Den Madrider Stadtderby-Klassiker Atlético gegen Madrid wird es noch oft geben. Trotzdem wird alles anders sein: Denn Atlético zieht in ein anderes Stadion um. Das alte wird abgerissen. Das letzte Stadtderby im Vicente-Calderón-Stadion verfolgen viele Fans daher mit Wehmut.

Von Hans-Günter Kellner |
    Fans von Atletico Madrid stehen an den Kassen des Stadions Vicente Calderon nach Karten an. Das Stadion soll schon in wenigen Monaten abgerissen werden.

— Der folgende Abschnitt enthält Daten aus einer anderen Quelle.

use std::collections::HashMap;

use serde::{Deserialize, Serialize};
use serde_json::Value;

use super::Table;

/// Insertion-ordered entries plus a first-occurrence index.
#[derive(Debug, Clone, Default)]
pub(super) struct TableData {
    entries: Vec<(String, Value)>,
    index: HashMap<String, usize>,
}

impl TableData {
    fn from_entries(entries: Vec<(String, Value)>) -> Self {
        let mut index = HashMap::with_capacity(entries.len());
        for (pos, (key, _)) in entries.iter().enumerate() {
            index.entry(key.clone()).or_insert(pos);
        }
        Self { entries, index }
    }

    fn get(&self, key: &str) -> Option<&Value> {
        self.index.get(key).map(|&pos| &self.entries[pos].1)
    }

    fn put(&mut self, key: &str, value: Value) {
        match self.index.get(key) {
            Some(&pos) => self.entries[pos].1 = value,
            None => self.append(key.to_string(), value),
        }
    }

    fn append(&mut self, key: String, value: Value) {
        let pos = self.entries.len();
        self.index.entry(key.clone()).or_insert(pos);
        self.entries.push((key, value));
    }

    fn len(&self) -> usize {
        self.entries.len()
    }
}

/// Both logical tables of one backend.
#[derive(Debug, Clone, Default)]
pub struct Tables {
    links: TableData,
    clicks: TableData,
}

impl Tables {
    fn table(&self, table: Table) -> &TableData {
        match table {
            Table::Links => &self.links,
            Table::Clicks => &self.clicks,
        }
    }

    fn table_mut(&mut self, table: Table) -> &mut TableData {
        match table {
            Table::Links => &mut self.links,
            Table::Clicks => &mut self.clicks,
        }
    }

    pub fn get(&self, table: Table, key: &str) -> Option<Value> {
        self.table(table).get(key).cloned()
    }

    pub fn put(&mut self, table: Table, key: &str, value: Value) {
        self.table_mut(table).put(key, value);
    }

    pub fn append(&mut self, table: Table, key: String, value: Value) {
        self.table_mut(table).append(key, value);
    }

    pub fn scan(&self, table: Table) -> Vec<(String, Value)> {
        self.table(table).entries.clone()
    }

    pub fn len(&self, table: Table) -> usize {
        self.table(table).len()
    }

    pub fn is_empty(&self, table: Table) -> bool {
        self.len(table) == 0
    }
}

/// On-disk layout of the file backend
#[derive(Debug, Default, Serialize, Deserialize)]
pub struct Document {
    #[serde(default)]
    pub links: Vec<DocumentEntry>,
    #[serde(default)]
    pub clicks: Vec<DocumentEntry>,
}

#[derive(Debug, Serialize, Deserialize)]
pub struct DocumentEntry {
    pub key: String,
    pub value: Value,
}

impl From<Document> for Tables {
    fn from(doc: Document) -> Self {
        let convert = |entries: Vec<DocumentEntry>| {
            TableData::from_entries(entries.into_iter().map(|e| (e.key, e.value)).collect())
        };
        Tables {
            links: convert(doc.links),
            clicks: convert(doc.clicks),
        }
    }
}

impl From<&Tables> for Document {
    fn from(tables: &Tables) -> Self {
        let convert = |data: &TableData| {
            data.entries
                .iter()
                .map(|(key, value)| DocumentEntry {
                    key: key.clone(),
                    value: value.clone(),
                })
                .collect()
        };
        Document {
            links: convert(&tables.links),
            clicks: convert(&tables.clicks),
        }
    }
}
use std::sync::Arc;

use tracing::{debug, info};

use crate::config::StaticConfig;
use crate::errors::Result;
use crate::services::{LinkService, LinkSettings, RandomCodeGenerator, TracingLogSink};
use crate::storage::StorageFactory;

/// 根据静态配置构建 LinkService
///
/// Storage, code generator and log sink all come from `config`; clock and
/// location provider keep their defaults.
pub fn build_link_service(config: &StaticConfig) -> Result<Arc<LinkService>> {
    let backend = StorageFactory::create(&config.storage)?;
    let settings = LinkSettings::from(&config.links);
    debug!(
        "Link settings: default validity {} min, batch limit {}",
        settings.default_validity_minutes, settings.max_batch
    );

    let service = LinkService::from_backend(backend, settings, config.clicks.max_buffered_clicks)
        .with_generator(Arc::new(RandomCodeGenerator::new(config.links.code_length)))
        .with_notifier(Arc::new(TracingLogSink));

    Ok(Arc::new(service))
}

/// 准备服务器启动的上下文
pub async fn prepare_server_startup(config: &StaticConfig) -> Result<Arc<LinkService>> {
    let start_time = std::time::Instant::now();
    debug!("Starting pre-startup processing...");

    let service = build_link_service(config)?;
    let existing = service.link_store().len().await?;
    info!("Loaded {} existing links", existing);

    // 启动点击记录的后台刷盘任务
    if config.clicks.flush_interval_secs > 0 {
        let recorder = service.click_recorder().clone();
        let interval = std::time::Duration::from_secs(config.clicks.flush_interval_secs);
        tokio::spawn(async move {
            recorder.start_background_task(interval).await;
        });
        debug!("Click flush task started ({:?} interval)", interval);
    } else {
        debug!("Periodic click flush disabled");
    }

    info!(
        "Pre-startup processing completed in {} ms",
        start_time.elapsed().as_millis()
    );
    Ok(service)
}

    Das Vicente-Calderón-Stadion, 50 Jahre lang die Heimat von Atlético Madrid, wird bald Geschichte sein. (picture alliance / dpa)
    Am Manzanares-Strom gehört Madrid wieder den Spaziergängern, Joggern und Radfahrern. Das war nicht immer so. Erst 2007 legte die Stadtverwaltung eine in den siebziger Jahren am Flussufer errichtete Ringautobahn unter die Erde, darüber liegt jetzt ein langgezogener Park. An den Beton von einst erinnert nur noch das 50 Jahre alte Vicente-Calderón-Stadion von Atlético de Madrid. Aber auch das soll jetzt weg, bedauern Spaziergänger:
    "Wenn Atletico spielt, ist hier gute Stimmung. Die Kneipen sind voll, die Händler verkaufen viel. Es tut mir schon leid, dass der Verein wegzieht."
    "Die Leute werden den Umzug bedauern. Dort, wo sie hingehen, ist alles anders. Wir werden Atlético vermissen. Und der Verein wird uns vermissen."
    Viele Anwohner sind traurig
    "Wohlstand, Geld, Stimmung, einfach alles": So fasst Leonor zusammen, was ihr der Verein bedeutet. Seit 35 Jahren steht die 59-jährige mit den roten Haaren hinter der Theke ihrer Kneipe Leonmar, ganz in Sichtweite des Vicente-Calderón-Stadions.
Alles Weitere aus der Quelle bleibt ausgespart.